<<<<
//! Viewer projection for capture tools.
//!
//! The viewer shows only the elements, canvas-relative, on a transparent
//! background. It ignores zoom, pan, selection and grid.

use axum::extract::{Query, State};
use axum::http::StatusCode;
use axum::response::Json;
use canvas::render::{self, ViewerScene};
use serde::Deserialize;

use crate::routes::session::session_error_to_status;
use crate::services::session::SessionError;
use crate::state::AppState;

#[derive(Debug, Default, Deserialize)]
pub struct ViewQuery {
    #[serde(rename = "roomKey")]
    pub room_key: Option<String>,
}

/// `GET /view?roomKey=...` — a key that does not match the joined room is 404.
pub async fn view(State(state): State<AppState>, Query(query): Query<ViewQuery>) -> Result<Json<ViewerScene>, StatusCode> {
    if let Some(key) = query.room_key.as_deref() {
        check_room(&state, key).await.map_err(session_error_to_status)?;
    }
    let snapshot = state.engine.read().await.snapshot();
    Ok(Json(render::viewer_scene(&snapshot)))
}

async fn check_room(state: &AppState, key: &str) -> Result<(), SessionError> {
    match state.session.read().await.as_ref() {
        Some(joined) if joined.room_key == key => Ok(()),
        _ => Err(SessionError::NotJoined),
    }
}

#[cfg(test)]
#[path = "view_test.rs"]
mod tests;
>>>>
Go through the data, and copy each line in which the word "roomKey" appears.

    #[serde(rename = "roomKey")]
/// `GET /view?roomKey=...` — a key that does not match the joined room is 404.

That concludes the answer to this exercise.